Here’s a look at this week’s can’t-miss SeafoodSource news stories and commentaries:

• Is the end of the “mackerel war” in sight? The week began on a terse note when Scottish MEP Struan Stevenson accused Iceland and the Faeroes of “plundering” North Atlantic mackerel stocks and called for an immediate EU blockade of Icelandic and Faroese ships and goods. But, as the week progressed, each side expressed some interest in reaching an agreement. The spokesperson for European Union Fisheries Commissioner Maria Damanaki told SeafoodSource that she’s prepared to sit down with Icelandic and Faroese fisheries officials, while Icelandic Fisheries Minister Jon Bjarnason told the British press that he’s open to talks but that Iceland’s interests “must be recognized and respected.”

• In his “Feed your children well” commentary on Thursday, SeaFood Business Associate Editor James Wright talked to University of Illinois food-science professor Susan Brewer about what she’s doing to get parents to serve their young kids more nutritious foods, like salmon. Brewer’s research paper on including salmon roe in baby food products was published in the May issue of the Journal of Food Science and she has another research paper due to appear in an upcoming issue.

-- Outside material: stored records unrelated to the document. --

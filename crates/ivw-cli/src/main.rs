//! Inviwo workspace tool.

use clap::{ColorChoice, Parser};
use ivw_cli::logging::{LogConfig, LogFormat, init_logging};
use std::io::{self, IsTerminal};
use tracing::level_filters::LevelFilter;

mod cli;
mod commands;
mod summary;

use crate::cli::{Cli, Command, LogFormatArg, LogLevelArg};
use crate::commands::{run_inspect, run_modules, run_upgrade};

fn main() {
    let cli = Cli::parse();
    cli.color.write_global();
    let log_config = log_config_from_cli(&cli);
    if let Err(error) = init_logging(&log_config) {
        eprintln!("error: failed to initialize logging: {error}");
        std::process::exit(1);
    }
    let result = match &cli.command {
        Command::Inspect(args) => run_inspect(args).map(|_| ()),
        Command::Upgrade(args) => run_upgrade(args).map(|_| ()),
        Command::Modules => run_modules(),
    };
    let exit_code = match result {
        Ok(()) => 0,
        Err(error) => {
            eprintln!("error: {error:#}");
            1
        }
    };
    std::process::exit(exit_code);
}

/// Build logging configuration from CLI flags with consistent precedence.
fn log_config_from_cli(cli: &Cli) -> LogConfig {
    let mut config = LogConfig {
        level_filter: cli.verbosity.tracing_level_filter(),
        ..LogConfig::default()
    };
    config.use_env_filter = !(cli.verbosity.is_present() || cli.log_level.is_some());
    if let Some(level) = cli.log_level {
        config.level_filter = match level {
            LogLevelArg::Error => LevelFilter::ERROR,
            LogLevelArg::Warn => LevelFilter::WARN,
            LogLevelArg::Info => LevelFilter::INFO,
            LogLevelArg::Debug => LevelFilter::DEBUG,
            LogLevelArg::Trace => LevelFilter::TRACE,
        };
    }
    config.format = match cli.log_format {
        LogFormatArg::Pretty => LogFormat::Pretty,
        LogFormatArg::Compact => LogFormat::Compact,
        LogFormatArg::Json => LogFormat::Json,
    };
    config.log_file = cli.log_file.clone();
    config.with_ansi = match cli.color.color {
        ColorChoice::Always => true,
        ColorChoice::Never => false,
        ColorChoice::Auto => cli.log_file.is_none() && io::stderr().is_terminal(),
    };
    config
}
//! CLI argument definitions for `ivw`.

use std::path::PathBuf;

use clap::{Parser, Subcommand, ValueEnum};
use clap_verbosity_flag::{Verbosity, WarnLevel};
use colorchoice_clap::Color;

#[derive(Parser)]
#[command(
    name = "ivw",
    version,
    about = "Inspect and upgrade Inviwo workspace files",
    long_about = "Inspect and upgrade Inviwo workspace files.\n\n\
                  Reports the module versions a workspace was saved with and runs\n\
                  the registered converters to bring older workspaces up to date."
)]
pub struct Cli {
    #[command(subcommand)]
    pub command: Command,

    /// Adjust log verbosity (-v for info, -vv for debug, -q for errors only).
    #[command(flatten)]
    pub verbosity: Verbosity<WarnLevel>,

    /// Control ANSI color output (auto, always, never).
    #[command(flatten)]
    pub color: Color,

    /// Explicit log level (overrides -v/-q flags).
    #[arg(long = "log-level", value_enum, global = true)]
    pub log_level: Option<LogLevelArg>,

    /// Log output format (pretty for human, json for machine parsing).
    #[arg(
        long = "log-format",
        value_enum,
        default_value = "pretty",
        global = true
    )]
    pub log_format: LogFormatArg,

    /// Write logs to a file instead of stderr.
    #[arg(long = "log-file", value_name = "PATH", global = true)]
    pub log_file: Option<PathBuf>,
}

#[derive(Subcommand)]
pub enum Command {
    /// Show module versions and property values of a workspace.
    Inspect(InspectArgs),

    /// Run version converters on a workspace.
    Upgrade(UpgradeArgs),

    /// List the modules this tool can upgrade.
    Modules,
}

#[derive(Parser)]
pub struct InspectArgs {
    /// Workspace file to read.
    #[arg(value_name = "WORKSPACE")]
    pub workspace: PathBuf,

    #[arg(long = "format", value_enum, default_value = "table")]
    pub format: ReportFormatArg,
}

#[derive(Parser)]
pub struct UpgradeArgs {
    /// Workspace file to upgrade.
    #[arg(value_name = "WORKSPACE")]
    pub workspace: PathBuf,

    /// Write the upgraded workspace here instead of over the input.
    #[arg(long = "output", short = 'o', value_name = "PATH")]
    pub output: Option<PathBuf>,

    /// Report what would change without writing anything.
    #[arg(long = "dry-run")]
    pub dry_run: bool,

    /// Spaces per indentation level of the written XML (0 for a single line).
    #[arg(long = "indent", default_value_t = 2)]
    pub indent: usize,
}

#[derive(Clone, Copy, ValueEnum)]
pub enum ReportFormatArg {
    Table,
    Json,
}

/// CLI log level choices.
#[derive(Clone, Copy, ValueEnum)]
pub enum LogLevelArg {
    Error,
    Warn,
    Info,
    Debug,
    Trace,
}

/// CLI log format choices.
#[derive(Clone, Copy, ValueEnum)]
pub enum LogFormatArg {
    Pretty,
    Compact,
    Json,
}
//! Identifier renames for converters.
//!
//! Workspace objects live in typed lists: a `Processor` of some type inside a
//! `Processors` list, its `InPort`s inside `InPorts`, and so on. A
//! [`IdentifierReplacement`] walks a path of such kinds and renames the
//! `identifier` attribute of the objects it ends on.

use crate::constants::{IDENTIFIER_ATTRIBUTE, TYPE_ATTRIBUTE};
use crate::document::{Document, NodeId};

/// One step of an object path: an element `name` with a `type` attribute,
/// held inside a `list` element.
#[derive(Debug, Clone, PartialEq, Eq)]
pub struct Kind {
    pub name: String,
    pub list: String,
    pub type_id: String,
}

impl Kind {
    pub fn new(name: impl Into<String>, list: impl Into<String>, type_id: impl Into<String>) -> Self {
        Self {
            name: name.into(),
            list: list.into(),
            type_id: type_id.into(),
        }
    }

    pub fn processor(type_id: impl Into<String>) -> Self {
        Self::new("Processor", "Processors", type_id)
    }

    pub fn inport(type_id: impl Into<String>) -> Self {
        Self::new("InPort", "InPorts", type_id)
    }

    pub fn outport(type_id: impl Into<String>) -> Self {
        Self::new("OutPort", "OutPorts", type_id)
    }

    pub fn property(type_id: impl Into<String>) -> Self {
        Self::new("Property", "Properties", type_id)
    }

    fn matches(&self, document: &Document, node: NodeId) -> bool {
        document.name(node) == self.name
            && document.attribute(node, TYPE_ATTRIBUTE) == Some(self.type_id.as_str())
            && document
                .parent(node)
                .is_some_and(|parent| document.name(parent) == self.list)
    }

    /// Matching objects below `scope`, excluding `scope` itself.
    fn find_below(&self, document: &Document, scope: NodeId) -> Vec<NodeId> {
        document
            .descendants(scope)
            .filter(|&node| node != scope && self.matches(document, node))
            .collect()
    }
}

/// Rename objects at the end of `path` from `old` to `new`.
#[derive(Debug, Clone, PartialEq, Eq)]
pub struct IdentifierReplacement {
    pub path: Vec<Kind>,
    pub old: String,
    pub new: String,
}

impl IdentifierReplacement {
    pub fn new(path: Vec<Kind>, old: impl Into<String>, new: impl Into<String>) -> Self {
        Self {
            path,
            old: old.into(),
            new: new.into(),
        }
    }
}

/// Apply every replacement. Returns whether any identifier was renamed.
pub fn change_identifiers(document: &mut Document, replacements: &[IdentifierReplacement]) -> bool {
    let mut changed = false;
    for replacement in replacements {
        let mut scope = vec![document.root()];
        for kind in &replacement.path {
            let doc = &*document;
            scope = scope
                .iter()
                .flat_map(|&node| kind.find_below(doc, node))
                .collect();
        }
        for node in scope {
            if document.attribute(node, IDENTIFIER_ATTRIBUTE) == Some(replacement.old.as_str()) {
                document.set_attribute(node, IDENTIFIER_ATTRIBUTE, replacement.new.as_str());
                tracing::debug!(
                    from = %replacement.old,
                    to = %replacement.new,
                    "Renamed identifier"
                );
                changed = true;
            }
        }
    }
    changed
}
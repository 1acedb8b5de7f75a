//! Column-wise encoding of square matrices.
//!
//! A matrix node has one child per column (`col0`, `col1`, ...), each written
//! with the vector codec.

use glam::{DMat2, DMat3, DMat4, DVec2, DVec3, DVec4, Mat2, Mat3, Mat4, Vec2, Vec3, Vec4};

use super::vector::{VectorComponents, read_vector, write_vector};
use crate::constants::MATRIX_COLUMN_PREFIX;
use crate::document::{Document, NodeId};
use crate::error::Result;

/// Column access for square matrices.
pub trait MatrixColumns: Copy + PartialEq {
    type Column: VectorComponents;

    const COLUMNS: usize;

    fn column(&self, index: usize) -> Self::Column;

    fn set_column(&mut self, index: usize, column: Self::Column);
}

macro_rules! matrix_columns {
    ($($mat:ty => $col:ty, $n:literal;)*) => {
        $(
            impl MatrixColumns for $mat {
                type Column = $col;
                const COLUMNS: usize = $n;

                #[inline]
                fn column(&self, index: usize) -> $col {
                    self.col(index)
                }

                #[inline]
                fn set_column(&mut self, index: usize, column: $col) {
                    *self.col_mut(index) = column;
                }
            }
        )*
    };
}

matrix_columns! {
    Mat2 => Vec2, 2;
    Mat3 => Vec3, 3;
    Mat4 => Vec4, 4;
    DMat2 => DVec2, 2;
    DMat3 => DVec3, 3;
    DMat4 => DVec4, 4;
}

fn column_name(index: usize) -> String {
    format!("{MATRIX_COLUMN_PREFIX}{index}")
}

/// Write `matrix` as column children of `node`.
pub fn write_matrix<M: MatrixColumns>(document: &mut Document, node: NodeId, matrix: &M) {
    for index in 0..M::COLUMNS {
        let column = document.append_child(node, column_name(index));
        write_vector(document, column, &matrix.column(index), false);
    }
}

/// Read the columns present under `node`; missing columns keep their values.
pub fn read_matrix<M: MatrixColumns>(
    document: &Document,
    node: NodeId,
    matrix: &mut M,
) -> Result<bool> {
    let mut changed = false;
    for index in 0..M::COLUMNS {
        let Some(column_node) = document.find_child(node, &column_name(index)) else {
            continue;
        };
        let mut column = matrix.column(index);
        if read_vector(document, column_node, &mut column, false)? {
            matrix.set_column(index, column);
            changed = true;
        }
    }
    Ok(changed)
}
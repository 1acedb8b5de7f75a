//! Scoped switching of the current node.
//!
//! [`NodeSwitch`] pushes a node onto a serializer's node stack and pops it when
//! dropped, so the previous current node is restored on every exit path:
//! normal return, `?` propagation, and unwinding.

use std::ops::{Deref, DerefMut};

use crate::document::NodeId;

/// A serializer or deserializer that tracks a stack of current nodes.
pub trait NodeStack {
    /// The node subsequent calls target.
    fn current_node(&self) -> NodeId;

    fn push_node(&mut self, node: NodeId);

    fn pop_node(&mut self);
}

/// Guard that keeps `node` current for its lifetime.
///
/// Dereferences to the wrapped serializer so nested calls go through the guard.
#[must_use = "the node is only current while the guard is alive"]
pub struct NodeSwitch<'a, S: NodeStack> {
    inner: &'a mut S,
}

impl<'a, S: NodeStack> NodeSwitch<'a, S> {
    pub fn new(inner: &'a mut S, node: NodeId) -> Self {
        inner.push_node(node);
        Self { inner }
    }
}

impl<S: NodeStack> Deref for NodeSwitch<'_, S> {
    type Target = S;

    fn deref(&self) -> &S {
        self.inner
    }
}

impl<S: NodeStack> DerefMut for NodeSwitch<'_, S> {
    fn deref_mut(&mut self) -> &mut S {
        self.inner
    }
}

impl<S: NodeStack> Drop for NodeSwitch<'_, S> {
    fn drop(&mut self) {
        self.inner.pop_node();
    }
}

#[cfg(test)]
mod tests {
    use super::*;
    use crate::document::Document;

    struct Stack {
        nodes: Vec<NodeId>,
    }

    impl NodeStack for Stack {
        fn current_node(&self) -> NodeId {
            *self.nodes.last().unwrap()
        }

        fn push_node(&mut self, node: NodeId) {
            self.nodes.push(node);
        }

        fn pop_node(&mut self) {
            self.nodes.pop();
        }
    }

    fn fails_inside(stack: &mut Stack, node: NodeId) -> Result<(), ()> {
        let guard = NodeSwitch::new(stack, node);
        assert_eq!(guard.current_node(), node);
        Err(())
    }

    #[test]
    fn test_restores_on_early_return() {
        let mut doc = Document::new("root");
        let child = doc.append_child(doc.root(), "child");
        let mut stack = Stack {
            nodes: vec![doc.root()],
        };

        assert!(fails_inside(&mut stack, child).is_err());
        assert_eq!(stack.current_node(), doc.root());
    }

    #[test]
    fn test_nested_switches() {
        let mut doc = Document::new("root");
        let a = doc.append_child(doc.root(), "a");
        let b = doc.append_child(a, "b");
        let mut stack = Stack {
            nodes: vec![doc.root()],
        };
        {
            let mut outer = NodeSwitch::new(&mut stack, a);
            {
                let inner = NodeSwitch::new(&mut *outer, b);
                assert_eq!(inner.current_node(), b);
            }
            assert_eq!(outer.current_node(), a);
        }
        assert_eq!(stack.current_node(), doc.root());
    }

    #[test]
    fn test_restores_on_panic() {
        let mut doc = Document::new("root");
        let child = doc.append_child(doc.root(), "child");
        let mut stack = Stack {
            nodes: vec![doc.root()],
        };

        let result = std::panic::catch_unwind(std::panic::AssertUnwindSafe(|| {
            let _guard = NodeSwitch::new(&mut stack, child);
            panic!("boom");
        }));
        assert!(result.is_err());
        assert_eq!(stack.nodes, vec![doc.root()]);
    }
}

• On the acquisition front, Morpol again made headlines on Wednesday when it landed organic salmon farmer Westray Scotland Ltd. for GBP 3.28 million, a week after purchasing a 100 percent interest in Mainstream Scotland from Cermaq and taking its first step into salmon farming. On Tuesday, Framtakssjóður Íslands acquired Vestia Holdings, the parent company of Icelandic Seafood Group, from Icelandic bank Landsbankinn for ISK 19.5 billion. And on Thursday, Marine Farms announced that it put its cobia-farming operations in Belize on the market.

• There was a lot of glitz and glamour surrounding the opening of the Seafood Institute of Vietnam earlier this month, said SeafoodSource Contributing Editor Mike Urch in his “Glitz, glamour and pangasius” commentary on Monday. Hubbub aside, the facility, paid for by Pham Thi Dieu Hien, president and CEO of Vietnamese pangasius producer Bianfishco, has the potential to improve the quality of the country’s seafood products and the country’s image abroad, explained Urch.

• U.S. per-capita seafood consumption figures are usually released in mid- to late July. But this year, they won’t be available until September. Personnel turnover at NOAA’s Fisheries Statistics Division, which assembles the report, and the Gulf of Mexico oil disaster have slowed the process of collecting and processing domestic landings statistics and import and export data this year. Though many consumers are still wary of the safety of Gulf seafood, researchers at the American Chemical Society’s annual meeting in Boston on Tuesday asserted that seafood caught in the Gulf has not been found to contain levels of oil or hydrocarbons that would be of concern to human health.